Install the user-level command:

curl -fsSL https://raw.githubusercontent.com/marklikesyou/Magi-System/master/scripts/install.sh | sh

Then configure a provider key:

magi setup

For local development from this repo:

uv sync --extra dev --extra openai --extra google
uv run magi setup

quick start

Add documents:

magi ingest docs/briefing.txt

Ask a question:

magi ask "what risks should i consider?"

Use a built-in profile:

magi chat "should we deploy the pilot?" --profile security-review

Compare profiles:

magi compare "should we deploy the pilot?" --profiles security-review exec-brief

Inspect saved runs:

magi explain <run-id>
magi diff <run-a> <run-b>

common commands

magi status
magi ingest path/to/file.txt
magi ask "summarize this"
magi chat "what does the policy require?" --json
magi profiles
magi profiles security-review
magi compare "what should we do?" --include-default --profiles security-review exec-brief

magi ask is an alias for magi chat. magi docs add is an alias for magi ingest. magi runs show is an alias for magi explain.

data and config

magi setup writes provider keys to:

~/.config/magi-system/.env

Project-local .env and .env.local files still work for development.

Default runtime data lives outside the package tree:

~/.local/share/magi-system

OpenAI live mode uses the OpenAI Responses API through openai>=2.0.0. MAGI sends persona and fusion calls as strict structured outputs, records trace IDs with phase spans, and stores replayable run artifacts locally, not in the provider.
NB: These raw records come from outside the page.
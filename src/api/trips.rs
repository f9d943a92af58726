//! Trip upload handler.

use std::sync::Arc;

use axum::body::Bytes;
use axum::extract::State;
use axum::http::HeaderMap;
use axum::Json;
use serde::Serialize;
use tracing::info;

use crate::api::auth::ApiKey;
use crate::api::error::ApiError;
use crate::api::AppState;
use crate::storage::{jobs, trips};
use crate::types::TripPayload;

#[derive(Serialize)]
pub struct IngestResponse {
    pub ok: bool,
}

/// Decompress the body when the client sent `Content-Encoding: zstd`.
///
/// The decompressed size is capped at the configured body limit so a tiny
/// compressed bomb cannot blow past it.
fn decompress_body(headers: &HeaderMap, body: Bytes, max_bytes: usize) -> Result<Bytes, ApiError> {
    let is_zstd = headers
        .get("content-encoding")
        .and_then(|v| v.to_str().ok())
        .map(|v| v.contains("zstd"))
        .unwrap_or(false);

    if !is_zstd {
        return Ok(body);
    }

    let decompressed = zstd::decode_all(body.as_ref())
        .map_err(|e| ApiError::PayloadInvalid(format!("zstd decompression failed: {e}")))?;
    if decompressed.len() > max_bytes {
        return Err(ApiError::PayloadTooLarge);
    }
    Ok(Bytes::from(decompressed))
}

/// POST /api/v1/trips — accept a trip upload, persist it, and enqueue
/// background processing.
pub async fn ingest_trip(
    State(state): State<Arc<AppState>>,
    _auth: ApiKey,
    headers: HeaderMap,
    body: Bytes,
) -> Result<Json<IngestResponse>, ApiError> {
    let max_bytes = state.config.max_body_bytes();

    // Reject on the advertised length first so oversized uploads fail
    // before the body is even read into memory.
    if let Some(advertised) = headers
        .get("content-length")
        .and_then(|v| v.to_str().ok())
        .and_then(|v| v.parse::<usize>().ok())
    {
        if advertised > max_bytes {
            return Err(ApiError::PayloadTooLarge);
        }
    }
    if body.len() > max_bytes {
        return Err(ApiError::PayloadTooLarge);
    }

    let data = decompress_body(&headers, body, max_bytes)?;

    let raw: serde_json::Value = serde_json::from_slice(&data)
        .map_err(|e| ApiError::PayloadInvalid(format!("invalid JSON: {e}")))?;
    let payload: TripPayload = serde_json::from_value(raw.clone())
        .map_err(|e| ApiError::PayloadInvalid(e.to_string()))?;

    if payload.user_id.is_empty() || payload.trip_id.is_empty() {
        return Err(ApiError::PayloadInvalid(
            "user_id and trip_id must be non-empty".to_string(),
        ));
    }

    // All three rows commit together: no partial upload is ever visible.
    let mut tx = state.db.begin().await?;
    trips::store_upload(&mut tx, &payload, &raw).await?;
    tx.commit().await?;

    let job_id = jobs::enqueue_trip(&state.db, &payload.trip_id)
        .await
        .map_err(ApiError::Internal)?;

    info!(
        trip_id = %payload.trip_id,
        user_id = %payload.user_id,
        samples = payload.samples.len(),
        job_id = %job_id,
        "Trip ingested"
    );

    Ok(Json(IngestResponse { ok: true }))
}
Live mode runs Melchior, Balthasar, and Casper through the provider by default and executes them in parallel when the client supports concurrent calls. Set MAGI_ENABLE_LIVE_PERSONAS=false to force deterministic persona parity while keeping live fusion.
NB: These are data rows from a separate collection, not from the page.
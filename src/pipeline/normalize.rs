//! Sample normalization — raw upload rows into the uniform, time-ordered
//! sample table.
//!
//! Timestamps come from the first usable source, chosen once per trip:
//! per-sample ISO-8601 strings, then `start_time + uptime_ms`, then a
//! synthetic 20 Hz grid anchored at ingest time. Rows that fail the chosen
//! source are dropped. This is the single point where absent fields become
//! explicit markers: `lat`/`lon`/`speed` stay `None`, absent or malformed
//! `accel`/`gyro` vectors become NaN triples.

use chrono::{DateTime, Duration, NaiveDateTime, Utc};

use crate::types::{RawSample, SampleRow, TripPayload};

/// Synthetic fallback grid rate when no time source exists at all.
const SYNTHETIC_HZ: i64 = 20;

/// Parse an upload timestamp string to UTC.
///
/// Accepts RFC 3339 with offset plus the common naive variants phones emit;
/// naive times are taken as UTC.
pub fn parse_ts(raw: &str) -> Option<DateTime<Utc>> {
    if let Ok(dt) = DateTime::parse_from_rfc3339(raw) {
        return Some(dt.with_timezone(&Utc));
    }
    for fmt in ["%Y-%m-%dT%H:%M:%S%.f", "%Y-%m-%d %H:%M:%S%.f"] {
        if let Ok(naive) = NaiveDateTime::parse_from_str(raw, fmt) {
            return Some(naive.and_utc());
        }
    }
    None
}

fn vec3(raw: Option<&Vec<f64>>) -> [f64; 3] {
    match raw {
        Some(v) if v.len() == 3 => [v[0], v[1], v[2]],
        _ => [f64::NAN; 3],
    }
}

enum TsSource {
    Timestamp,
    Uptime(DateTime<Utc>),
    Synthetic(DateTime<Utc>),
}

fn choose_ts_source(payload: &TripPayload, ingest_time: DateTime<Utc>) -> TsSource {
    let any_parseable = payload
        .samples
        .iter()
        .filter_map(|s| s.timestamp.as_deref())
        .any(|raw| parse_ts(raw).is_some());
    if any_parseable {
        return TsSource::Timestamp;
    }
    if let Some(start) = payload.start_time {
        if payload.samples.iter().any(|s| s.uptime_ms.is_some()) {
            return TsSource::Uptime(start);
        }
    }
    TsSource::Synthetic(ingest_time)
}

fn row_ts(sample: &RawSample, index: usize, source: &TsSource) -> Option<DateTime<Utc>> {
    match source {
        TsSource::Timestamp => sample.timestamp.as_deref().and_then(parse_ts),
        TsSource::Uptime(start) => sample
            .uptime_ms
            .map(|ms| *start + Duration::milliseconds(ms)),
        TsSource::Synthetic(anchor) => {
            Some(*anchor + Duration::milliseconds(index as i64 * 1000 / SYNTHETIC_HZ))
        }
    }
}

/// Materialize the normalized sample table for one trip.
///
/// Returns rows sorted ascending by timestamp; ties keep upload order.
/// An empty result means the trip is degenerate and every downstream stage
/// yields empty outputs.
pub fn normalize(payload: &TripPayload, ingest_time: DateTime<Utc>) -> Vec<SampleRow> {
    if payload.samples.is_empty() {
        return Vec::new();
    }
    // A trip with no accelerometer data at all cannot produce anything.
    if payload.samples.iter().all(|s| s.accel.is_none()) {
        return Vec::new();
    }

    let source = choose_ts_source(payload, ingest_time);

    let mut rows: Vec<SampleRow> = payload
        .samples
        .iter()
        .enumerate()
        .filter_map(|(i, s)| {
            let ts = row_ts(s, i, &source)?;
            // an out-of-range or half-present fix is no fix at all
            let (lat, lon) = match (s.latitude, s.longitude) {
                (Some(lat), Some(lon)) if crate::geo::valid_coords(lat, lon) => {
                    (Some(lat), Some(lon))
                }
                _ => (None, None),
            };
            Some(SampleRow {
                ts,
                lat,
                lon,
                speed: s.speed_mps.filter(|v| v.is_finite()),
                accel: vec3(s.accel.as_ref()),
                gyro: vec3(s.gyro.as_ref()),
            })
        })
        .collect();

    // Stable sort: equal timestamps keep upload order.
    rows.sort_by_key(|r| r.ts);
    rows
}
Set these when you need explicit locations:

  • MAGI_DATA_DIR: base directory for the local vector store and default artifacts
  • MAGI_RUN_ARTIFACT_DIR: directory for replayable run artifacts
  • MAGI_DECISION_TRACE_DIR: directory for structured decision records
  • MAGI_PROFILE_DIR: directory for custom profile yaml files
  • DATABASE_URL: use postgres with pgvector instead of the local json store

offline and ci mode

Use deterministic local behavior for tests or development without provider calls:

MAGI_ALLOW_OFFLINE=1 \
MAGI_FORCE_DSPY_STUB=1 \
MAGI_FORCE_HASH_EMBEDDER=1 \
uv run pytest -q

test

Run unit tests:

uv run pytest -q

Run lint and type checks:

uv run ruff check .
uv run mypy magi

Run the full production acceptance gauntlet. This requires a configured OpenAI key because it proves the Responses API-backed live runtime, live provider scenarios, and a live structured semantic judge over the generated 1,000-case adversarial suite:

MAGI_FORCE_HASH_EMBEDDER=1 \
uv run python magi/eval/run_gauntlet.py

The gauntlet writes individual JSON reports plus a consolidated manifest under .magi/gauntlet/. CI should treat .magi/gauntlet/gauntlet_manifest.json metadata.status == "passed" as the acceptance artifact; failed preflight or threshold checks are recorded in the same manifest.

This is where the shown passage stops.